*Records supplied*.
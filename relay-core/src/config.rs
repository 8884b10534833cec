use crate::error::RelayError;

/// All runtime configuration, parsed once at startup from the environment.
///
/// Mirrors the enumerated configuration surface: a missing required variable
/// or an unparsable value is a fatal `ConfigError` before any service starts.
#[derive(Debug, Clone)]
pub struct Config {
    pub direct_host: String,
    pub direct_port: u16,
    pub max_payload_bytes: usize,

    pub hub_url: Option<String>,
    pub hub_host: String,
    pub hub_port: u16,
    pub hub_path: String,
    pub hub_use_tls: bool,

    pub reconnect_interval_ms: u64,
    pub max_reconnect_attempts: u32,
    pub ping_interval_ms: u64,
    pub connection_timeout_ms: u64,

    pub default_throttle_ms: u64,
    pub signalk_refresh_ms: u64,

    pub boat_id: Option<String>,
    pub insecure_legacy_identity: bool,

    pub keys_dir: String,
}

fn env_var(name: &str) -> Option<String> {
    std::env::var(name).ok().filter(|v| !v.trim().is_empty())
}

fn env_parse<T: std::str::FromStr>(name: &str, default: T) -> Result<T, RelayError> {
    match env_var(name) {
        None => Ok(default),
        Some(raw) => raw
            .parse::<T>()
            .map_err(|_| RelayError::Config(format!("{name} is not a valid value: {raw:?}"))),
    }
}

impl Config {
    pub fn from_env() -> Result<Self, RelayError> {
        let direct_host = env_var("DIRECT_HOST").unwrap_or_else(|| "0.0.0.0".to_string());
        let direct_port = env_parse("DIRECT_PORT", 3001u16)?;
        let max_payload_bytes = env_parse("MAX_PAYLOAD_BYTES", 262_144usize)?;

        let hub_url = env_var("HUB_URL");
        let hub_host = env_var("HUB_HOST").unwrap_or_else(|| "localhost".to_string());
        let hub_port = env_parse("HUB_PORT", 8080u16)?;
        let hub_path = env_var("HUB_PATH").unwrap_or_else(|| "/boat".to_string());
        let hub_use_tls = env_var("HUB_USE_TLS").map(|v| v == "1" || v == "true").unwrap_or(false);

        let reconnect_interval_ms = env_parse("RECONNECT_INTERVAL_MS", 5_000u64)?;
        let max_reconnect_attempts = env_parse("MAX_RECONNECT_ATTEMPTS", 10u32)?;
        let ping_interval_ms = env_parse("PING_INTERVAL_MS", 25_000u64)?;
        let connection_timeout_ms = env_parse("CONNECTION_TIMEOUT_MS", 30_000u64)?;

        let default_throttle_ms = env_parse("DEFAULT_THROTTLE_MS", 1_000u64)?;
        let signalk_refresh_ms = env_parse("SIGNALK_REFRESH_MS", 1_000u64)?;

        let boat_id = env_var("BOAT_ID");
        let insecure_legacy_identity = env_var("INSECURE_LEGACY_IDENTITY")
            .map(|v| v == "1" || v == "true")
            .unwrap_or(false);

        let keys_dir = env_var("RELAY_KEYS_DIR").unwrap_or_else(|| "./data".to_string());

        if direct_port == 0 {
            return Err(RelayError::Config("DIRECT_PORT must be nonzero".into()));
        }

        Ok(Self {
            direct_host,
            direct_port,
            max_payload_bytes,
            hub_url,
            hub_host,
            hub_port,
            hub_path,
            hub_use_tls,
            reconnect_interval_ms,
            max_reconnect_attempts,
            ping_interval_ms,
            connection_timeout_ms,
            default_throttle_ms,
            signalk_refresh_ms,
            boat_id,
            insecure_legacy_identity,
            keys_dir,
        })
    }

    /// Compose the hub WebSocket URL from `HUB_URL` or the host/port/path parts.
    pub fn hub_ws_url(&self) -> String {
        if let Some(url) = &self.hub_url {
            return url.clone();
        }
        let scheme = if self.hub_use_tls { "wss" } else { "ws" };
        format!("{scheme}://{}:{}{}", self.hub_host, self.hub_port, self.hub_path)
    }

    pub fn direct_bind_addr(&self) -> String {
        format!("{}:{}", self.direct_host, self.direct_port)
    }
}

#[cfg(test)]
mod tests {
    use super::*;

    #[test]
    fn hub_ws_url_prefers_explicit_url() {
        let mut cfg = Config::from_env().unwrap();
        cfg.hub_url = Some("wss://hub.example.com/boat".into());
        assert_eq!(cfg.hub_ws_url(), "wss://hub.example.com/boat");
    }

    #[test]
    fn hub_ws_url_composes_from_parts() {
        let mut cfg = Config::from_env().unwrap();
        cfg.hub_url = None;
        cfg.hub_host = "hub.local".into();
        cfg.hub_port = 9000;
        cfg.hub_path = "/relay".into();
        cfg.hub_use_tls = false;
        assert_eq!(cfg.hub_ws_url(), "ws://hub.local:9000/relay");
    }
}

*Problem details*. Reproduce the whole listing word for word.

*Answer box*.
filename relay-core/src/config.rs
repository 8884b10534833cec
use crate::error::RelayError;

/// All runtime configuration, parsed once at startup from the environment.
///
/// Mirrors the enumerated configuration surface: a missing required variable
/// or an unparsable value is a fatal `ConfigError` before any service starts.
#[derive(Debug, Clone)]
pub struct Config {
    pub direct_host: String,
    pub direct_port: u16,
    pub max_payload_bytes: usize,

    pub hub_url: Option<String>,
    pub hub_host: String,
    pub hub_port: u16,
    pub hub_path: String,
    pub hub_use_tls: bool,

    pub reconnect_interval_ms: u64,
    pub max_reconnect_attempts: u32,
    pub ping_interval_ms: u64,
    pub connection_timeout_ms: u64,

    pub default_throttle_ms: u64,
    pub signalk_refresh_ms: u64,

    pub boat_id: Option<String>,
    pub insecure_legacy_identity: bool,

    pub keys_dir: String,
}

fn env_var(name: &str) -> Option<String> {
    std::env::var(name).ok().filter(|v| !v.trim().is_empty())
}

fn env_parse<T: std::str::FromStr>(name: &str, default: T) -> Result<T, RelayError> {
    match env_var(name) {
        None => Ok(default),
        Some(raw) => raw
            .parse::<T>()
            .map_err(|_| RelayError::Config(format!("{name} is not a valid value: {raw:?}"))),
    }
}

impl Config {
    pub fn from_env() -> Result<Self, RelayError> {
        let direct_host = env_var("DIRECT_HOST").unwrap_or_else(|| "0.0.0.0".to_string());
        let direct_port = env_parse("DIRECT_PORT", 3001u16)?;
        let max_payload_bytes = env_parse("MAX_PAYLOAD_BYTES", 262_144usize)?;

        let hub_url = env_var("HUB_URL");
        let hub_host = env_var("HUB_HOST").unwrap_or_else(|| "localhost".to_string());
        let hub_port = env_parse("HUB_PORT", 8080u16)?;
        let hub_path = env_var("HUB_PATH").unwrap_or_else(|| "/boat".to_string());
        let hub_use_tls = env_var("HUB_USE_TLS").map(|v| v == "1" || v == "true").unwrap_or(false);

        let reconnect_interval_ms = env_parse("RECONNECT_INTERVAL_MS", 5_000u64)?;
        let max_reconnect_attempts = env_parse("MAX_RECONNECT_ATTEMPTS", 10u32)?;
        let ping_interval_ms = env_parse("PING_INTERVAL_MS", 25_000u64)?;
        let connection_timeout_ms = env_parse("CONNECTION_TIMEOUT_MS", 30_000u64)?;

        let default_throttle_ms = env_parse("DEFAULT_THROTTLE_MS", 1_000u64)?;
        let signalk_refresh_ms = env_parse("SIGNALK_REFRESH_MS", 1_000u64)?;

        let boat_id = env_var("BOAT_ID");
        let insecure_legacy_identity = env_var("INSECURE_LEGACY_IDENTITY")
            .map(|v| v == "1" || v == "true")
            .unwrap_or(false);

        let keys_dir = env_var("RELAY_KEYS_DIR").unwrap_or_else(|| "./data".to_string());

        if direct_port == 0 {
            return Err(RelayError::Config("DIRECT_PORT must be nonzero".into()));
        }

        Ok(Self {
            direct_host,
            direct_port,
            max_payload_bytes,
            hub_url,
            hub_host,
            hub_port,
            hub_path,
            hub_use_tls,
            reconnect_interval_ms,
            max_reconnect_attempts,
            ping_interval_ms,
            connection_timeout_ms,
            default_throttle_ms,
            signalk_refresh_ms,
            boat_id,
            insecure_legacy_identity,
            keys_dir,
        })
    }

    /// Compose the hub WebSocket URL from `HUB_URL` or the host/port/path parts.
    pub fn hub_ws_url(&self) -> String {
        if let Some(url) = &self.hub_url {
            return url.clone();
        }
        let scheme = if self.hub_use_tls { "wss" } else { "ws" };
        format!("{scheme}://{}:{}{}", self.hub_host, self.hub_port, self.hub_path)
    }

    pub fn direct_bind_addr(&self) -> String {
        format!("{}:{}", self.direct_host, self.direct_port)
    }
}

#[cfg(test)]
mod tests {
    use super::*;

    #[test]
    fn hub_ws_url_prefers_explicit_url() {
        let mut cfg = Config::from_env().unwrap();
        cfg.hub_url = Some("wss://hub.example.com/boat".into());
        assert_eq!(cfg.hub_ws_url(), "wss://hub.example.com/boat");
    }

    #[test]
    fn hub_ws_url_composes_from_parts() {
        let mut cfg = Config::from_env().unwrap();
        cfg.hub_url = None;
        cfg.hub_host = "hub.local".into();
        cfg.hub_port = 9000;
        cfg.hub_path = "/relay".into();
        cfg.hub_use_tls = false;
        assert_eq!(cfg.hub_ws_url(), "ws://hub.local:9000/relay");
    }
}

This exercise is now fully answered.